No correlations could be found between the cause of PPH and cigarette smoking, occupation, place of residence, pregnancy, use of appetite suppressants, or use of prescription drugs, including oral contraceptives. This study was designed to serve only as a registry, so it was not possible to evaluate the effectiveness of treatment.

Because we still do not understand the cause or have a cure for PPH, NHLBI remains committed to supporting basic and clinical studies of this illness. Basic research studies are focusing on the possible involvement of immunologic and genetic factors in the cause and progression of PPH, looking at agents that cause narrowing of the pulmonary blood vessels, and identifying factors that cause growth of smooth muscle and formation of scar tissue in the vessel walls. Most important is finding a reliable way to diagnose PPH early in the course of the disease that does not require cardiac catheterization.
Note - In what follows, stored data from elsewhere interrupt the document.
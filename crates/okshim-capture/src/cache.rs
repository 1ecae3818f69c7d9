//! 공유 프레임 캐시.
//!
//! 단일 생산자(캡처 콜백 스레드) — 다중 소비자(스캐너, 프리뷰) 구조의
//! 최신 프레임 슬롯. 발행은 짧은 임계 구역 안의 포인터 교체이고, 프레임
//! 바이트는 발행 후 불변이므로 소비자는 락 밖에서 읽는다.
//!
//! 소비자는 불투명 문자열 태그로 식별한다. 태그 네임스페이스:
//! `scanner`, `preview:<hwnd>`, `test:<id>`.

use std::collections::HashMap;
use std::sync::{Arc, Mutex};
use std::time::{Duration, Instant};

use okshim_core::models::frame::Frame;
use tracing::{debug, trace, warn};

/// 소비자별 접근 기록
#[derive(Debug)]
struct ConsumerEntry {
    first_access: Instant,
    last_access: Instant,
    hit_count: u64,
    /// 마지막 acquire에서 건네준 프레임. release 시까지 참조를 유지한다.
    held: Option<Arc<Frame>>,
}

/// 캐시 통계 (누적)
#[derive(Debug, Clone, Copy, Default)]
pub struct CacheStats {
    pub publishes: u64,
    pub hits: u64,
    pub misses: u64,
}

#[derive(Debug, Default)]
struct Slot {
    current: Option<Arc<Frame>>,
    consumers: HashMap<String, ConsumerEntry>,
    stats: CacheStats,
}

/// 공유 프레임 캐시.
///
/// 교체는 소비자 관점에서 원자적이다: 핸들을 쥔 소비자는 release 전까지
/// 이전 프레임을 계속 본다. 이전 저장소는 마지막 참조가 떨어질 때 해제된다.
#[derive(Debug)]
pub struct SharedFrameCache {
    slot: Mutex<Slot>,
    /// 잊힌 소비자 기록의 수명 한도
    session_timeout: Duration,
}

impl SharedFrameCache {
    pub fn new(session_timeout: Duration) -> Self {
        Self {
            slot: Mutex::new(Slot::default()),
            session_timeout,
        }
    }

    /// 기본 수명(5분)으로 생성
    pub fn with_default_timeout() -> Self {
        Self::new(Duration::from_secs(300))
    }

    /// 새 프레임 발행 — 슬롯을 원자적으로 교체한다.
    ///
    /// 유일한 호출자는 캡처 측(콜백 스레드 또는 테스트 소스)이다.
    pub fn publish(&self, frame: Frame) {
        let frame = Arc::new(frame);
        let mut slot = self.slot.lock().expect("캐시 락 오염");
        slot.current = Some(frame);
        slot.stats.publishes += 1;
        trace!(publishes = slot.stats.publishes, "프레임 발행");
    }

    /// 현재 프레임 엿보기 — 소비자 기록 없이 참조만 복제
    pub fn peek(&self) -> Option<Arc<Frame>> {
        self.slot.lock().expect("캐시 락 오염").current.clone()
    }

    /// 소비자 태그로 현재 프레임 획득.
    ///
    /// 재획득은 기존 기록의 타임스탬프만 갱신한다 (태그당 기록 1개).
    pub fn acquire(&self, consumer_id: &str) -> Option<Arc<Frame>> {
        let now = Instant::now();
        let mut slot = self.slot.lock().expect("캐시 락 오염");
        let frame = match slot.current.clone() {
            Some(f) => f,
            None => {
                slot.stats.misses += 1;
                return None;
            }
        };
        slot.stats.hits += 1;
        let entry = slot
            .consumers
            .entry(consumer_id.to_string())
            .or_insert_with(|| ConsumerEntry {
                first_access: now,
                last_access: now,
                hit_count: 0,
                held: None,
            });
        entry.last_access = now;
        entry.hit_count += 1;
        entry.held = Some(frame.clone());
        Some(frame)
    }

    /// 소비자의 참조 해제. 같은 태그로 두 번 호출해도 두 번째는 no-op.
    pub fn release(&self, consumer_id: &str) {
        let mut slot = self.slot.lock().expect("캐시 락 오염");
        if let Some(entry) = slot.consumers.get_mut(consumer_id) {
            entry.held = None;
        }
    }

    /// release를 잊은 소비자 기록 청소. 주기 스위퍼가 호출한다.
    pub fn sweep(&self) {
        let timeout = self.session_timeout;
        let mut slot = self.slot.lock().expect("캐시 락 오염");
        let before = slot.consumers.len();
        slot.consumers
            .retain(|id, entry| {
                let stale = entry.last_access.elapsed() > timeout;
                if stale {
                    warn!(consumer = %id, "방치된 소비자 기록 제거");
                }
                !stale
            });
        let removed = before - slot.consumers.len();
        if removed > 0 {
            debug!(removed, "캐시 스위프 완료");
        }
    }

    /// 참조자가 없고 지정 시간보다 오래된 슬롯 비우기
    pub fn evict_stale(&self, max_age: Duration) {
        let mut slot = self.slot.lock().expect("캐시 락 오염");
        let no_holders = slot.consumers.values().all(|c| c.held.is_none());
        let expired = slot
            .current
            .as_ref()
            .is_some_and(|c| no_holders && c.timestamp.elapsed() > max_age);
        if expired {
            slot.current = None;
            debug!("오래된 프레임 슬롯 비움");
        }
    }

    /// 현재 프레임을 참조 중인 소비자 수
    pub fn holder_count(&self) -> usize {
        self.slot
            .lock()
            .expect("캐시 락 오염")
            .consumers
            .values()
            .filter(|c| c.held.is_some())
            .count()
    }

    /// 등록된 소비자 기록 수 (release 후에도 sweep 전까지 유지)
    pub fn consumer_count(&self) -> usize {
        self.slot.lock().expect("캐시 락 오염").consumers.len()
    }

    pub fn stats(&self) -> CacheStats {
        self.slot.lock().expect("캐시 락 오염").stats
    }
}

/// 백그라운드 스위퍼 루프. 종료 신호까지 주기적으로 sweep을 수행한다.
pub async fn run_sweeper(
    cache: Arc<SharedFrameCache>,
    period: Duration,
    mut shutdown_rx: tokio::sync::watch::Receiver<bool>,
) {
    let mut interval = tokio::time::interval(period);
    loop {
        tokio::select! {
            _ = interval.tick() => {
                cache.sweep();
            }
            _ = shutdown_rx.changed() => {
                debug!("캐시 스위퍼 종료");
                break;
            }
        }
    }
}

#[cfg(test)]
mod tests {
    use super::*;
    use okshim_core::models::frame::PixelFormat;

    fn frame_filled(value: u8) -> Frame {
        Frame::tight(4, 4, PixelFormat::Bgra8, vec![value; 4 * 4 * 4]).unwrap()
    }

    #[test]
    fn acquire_returns_latest_published() {
        let cache = SharedFrameCache::with_default_timeout();
        assert!(cache.acquire("scanner").is_none());

        cache.publish(frame_filled(1));
        let f = cache.acquire("scanner").unwrap();
        assert_eq!(f.row(0)[0], 1);
    }

    #[test]
    fn held_reference_survives_replacement() {
        let cache = SharedFrameCache::with_default_timeout();
        cache.publish(frame_filled(1));
        let old = cache.acquire("scanner").unwrap();

        cache.publish(frame_filled(2));
        // 기존 핸들은 교체 후에도 이전 프레임을 본다
        assert_eq!(old.row(0)[0], 1);
        // 새로 획득하면 최신 프레임
        assert_eq!(cache.acquire("preview:42").unwrap().row(0)[0], 2);
    }

    #[test]
    fn storage_freed_after_release_and_supersede() {
        let cache = SharedFrameCache::with_default_timeout();
        cache.publish(frame_filled(1));
        let old = cache.acquire("scanner").unwrap();
        let weak = Arc::downgrade(&old);

        cache.publish(frame_filled(2));
        drop(old);
        // 캐시가 아직 held로 참조 유지 중
        assert!(weak.upgrade().is_some());

        cache.release("scanner");
        // 교체됨 + 참조 0 → 저장소 해제
        assert!(weak.upgrade().is_none());
    }

    #[test]
    fn double_release_is_noop() {
        let cache = SharedFrameCache::with_default_timeout();
        cache.publish(frame_filled(7));
        cache.acquire("test:a");
        cache.release("test:a");
        cache.release("test:a");
        assert_eq!(cache.holder_count(), 0);
        assert_eq!(cache.consumer_count(), 1);
    }

    #[test]
    fn reacquire_keeps_single_record_per_tag() {
        let cache = SharedFrameCache::with_default_timeout();
        cache.publish(frame_filled(3));
        cache.acquire("scanner");
        cache.acquire("scanner");
        cache.acquire("scanner");
        assert_eq!(cache.consumer_count(), 1);
        assert_eq!(cache.stats().hits, 3);
    }

    #[test]
    fn sweep_unregisters_forgotten_consumers() {
        let cache = SharedFrameCache::new(Duration::from_millis(0));
        cache.publish(frame_filled(5));
        cache.acquire("preview:99");
        std::thread::sleep(Duration::from_millis(5));
        cache.sweep();
        assert_eq!(cache.consumer_count(), 0);
    }

    #[test]
    fn evict_stale_respects_holders() {
        let cache = SharedFrameCache::with_default_timeout();
        cache.publish(frame_filled(5));
        let _held = cache.acquire("scanner").unwrap();

        // 참조자가 있으면 나이와 무관하게 유지
        cache.evict_stale(Duration::from_millis(0));
        assert!(cache.peek().is_some());

        cache.release("scanner");
        std::thread::sleep(Duration::from_millis(2));
        cache.evict_stale(Duration::from_millis(1));
        assert!(cache.peek().is_none());
    }

    #[test]
    fn concurrent_acquire_release() {
        let cache = Arc::new(SharedFrameCache::with_default_timeout());
        cache.publish(frame_filled(9));

        let mut handles = Vec::new();
        for i in 0..8 {
            let c = cache.clone();
            handles.push(std::thread::spawn(move || {
                let tag = format!("test:{i}");
                for _ in 0..100 {
                    if let Some(f) = c.acquire(&tag) {
                        assert_eq!(f.row(0)[0], 9);
                    }
                    c.release(&tag);
                }
            }));
        }
        for h in handles {
            h.join().unwrap();
        }
        assert_eq!(cache.holder_count(), 0);
    }
}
With the cause of primary pulmonary hypertension still unknown, there is at present no known way to prevent or cure this disease. However, many patients report that by changing some parts of their lifestyle, they can go about many of their daily tasks. For example, they do relaxation exercises, try to reduce stress, and adopt a positive mental attitude.

People with PPH go to school, work at home or outside the home part-time or full-time, and raise their children. Indeed, many patients with PPH do not look sick, and some feel perfectly well much of the time as long as they do not strain themselves physically.

Walking is good exercise for many patients. Some patients with advanced PPH carry portable oxygen when they go out; patients who find walking too exhausting may use a wheelchair or motorized scooter. Others stay busy with activities that are not of a physical nature.

For the patient who lives at a high altitude, a move to a lower altitude--where the air is not so thin, and thus the amount of oxygen is higher--can be helpful. Medical care is important, preferably by a doctor who is a pulmonary vascular specialist. These specialists are usually located at major research centers.

PPH patients can also help themselves by following the same sensible health measures that everyone should observe. These include eating a healthy diet, not smoking, and getting plenty of rest. Pregnancy is not advised because it puts an extra load on the heart. Oral contraceptives are not recommended, and other methods of birth control should be used.

Most doctors and patients agree that it is important for both patient and family to be as informed as possible about PPH. In this way everyone can understand the illness and apply that information to what is happening. In addition to family and close friends, support groups can help the PPH patient.